The list of reasons is both long and damning.

NO REAL EVIDENCE

- Several college programs have already had numerous football players test positive for COVID-19 - including an SEC member, Vanderbilt, which has just halted practice sessions because of a coronavirus outbreak. And this is happening even before a single college football game has been played between two teams with scores of players coming into intense and continuous physical contact with each other.

- Only two major sports have been able to play games without being forced to cancel some due to positive COVID-19 tests - and that's because they're competing in bio-secure bubbles.

- A 2020 college football season won't be a truly legitimate one - not when two major conferences, the Big 10 and PAC-12, have wisely decided to postpone play until next spring.

Indeed, even legendary former Clemson head coach Danny Ford recently suggested that any national champion crowned during a fall 2020 season will have an "asterisk" next to its accomplishment.

If it's not possible to have all of the best teams playing in a competition, there's little point in carrying out a hollow shell of season full of "Yeah ... but" results and debates.

- Neither the SEC nor ACC has offered compelling evidence that football can be played in consistently safe fashion this fall - not unless you consider vague optimism and blustering comments by pandering politicians in states with ACC or SEC schools to be "compelling evidence."

- The medical community has largely scoffed at the dubious theory that college football players have lower odds of contracting COVID-19 than other college students.

- The callous "Oh, it's just like getting the flu" crowd is flat-out wrong when it contends that if a college football player does contract COVID-19, he'll quickly recover because of his elite physical condition.

There is plenty of powerful testimony to suggest otherwise - and it comes from the multitude of college players who are still struggling to regain full health after catching COVID-19.

WHY NOT WAIT?

The above list of reasons are all facts.

How can anyone objectively look at them and still make a persuasive case that it makes sense for the ACC and SEC to blindly plunge into a fall football season while COVID-19 remains a lethal threat?

Well, they can't.

Nor can they offer a good answer to this simple question:

What irreversible harm would occur if the ACC and SEC joined many of their peers and just put off football for a few more months?

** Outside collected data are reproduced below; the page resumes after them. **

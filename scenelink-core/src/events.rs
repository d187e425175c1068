//! Change notifications fired by the store.

use std::collections::VecDeque;

/// One observable change to the scene.
#[derive(Debug, Clone, PartialEq, Eq)]
pub enum SceneEvent {
    Created(String),
    /// The object is already gone when this is observed, so the flag it
    /// carried is included.
    Destroyed { name: String, networked: bool },
    Displayed(String),
    Undisplayed(String),
    Recolored(String),
    Transformed(String),
    TransparencyChanged(String),
    TextureChanged(String),
    GeometryChanged(String),
    Grabbed { name: String, grabbed: bool },
    ObjectVarChanged { name: String, key: String },
    VarChanged(String),
    CameraMoved,
    RenderModeChanged,
    ClipChanged,
}

impl SceneEvent {
    /// The object this event is about, if any.
    pub fn subject(&self) -> Option<&str> {
        match self {
            Self::Created(n)
            | Self::Displayed(n)
            | Self::Undisplayed(n)
            | Self::Recolored(n)
            | Self::Transformed(n)
            | Self::TransparencyChanged(n)
            | Self::TextureChanged(n)
            | Self::GeometryChanged(n) => Some(n),
            Self::Destroyed { name, .. }
            | Self::Grabbed { name, .. }
            | Self::ObjectVarChanged { name, .. } => Some(name),
            Self::VarChanged(_) | Self::CameraMoved | Self::RenderModeChanged | Self::ClipChanged => {
                None
            }
        }
    }
}

/// FIFO of pending events.
#[derive(Debug, Clone, Default)]
pub struct EventQueue {
    events: VecDeque<SceneEvent>,
}

impl EventQueue {
    pub fn push(&mut self, event: SceneEvent) {
        log::trace!("scene event {event:?}");
        self.events.push_back(event);
    }

    pub fn len(&self) -> usize {
        self.events.len()
    }

    pub fn is_empty(&self) -> bool {
        self.events.is_empty()
    }

    pub fn drain(&mut self) -> Vec<SceneEvent> {
        self.events.drain(..).collect()
    }

    pub fn clear(&mut self) {
        self.events.clear();
    }
}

Yes, Gov. Henry McMaster has said that it's "very important" for college football to be played in South Carolina.

But would college football in this state lose any importance, significance or economic value if it was played in January 2021 instead of next month?

No.

Would there really be long-lasting, transformational damage done to college football's place in South Carolina if we delayed it for four months - and bought more breathing space for both our state and country as we continue to fight a respiratory-based killer virus?

No.

So why not just wait?

STILL TIME

While the ACC and SEC remain fixated on starting their football seasons late next month, there is still time for them to abandon an undertaking so poorly reasoned that it takes one's breath away.

But they need to use that rapidly dwindling time in a wise way.

They should ponder the very serious potential consequences of playing football this fall - and call off their unwise plans to do so.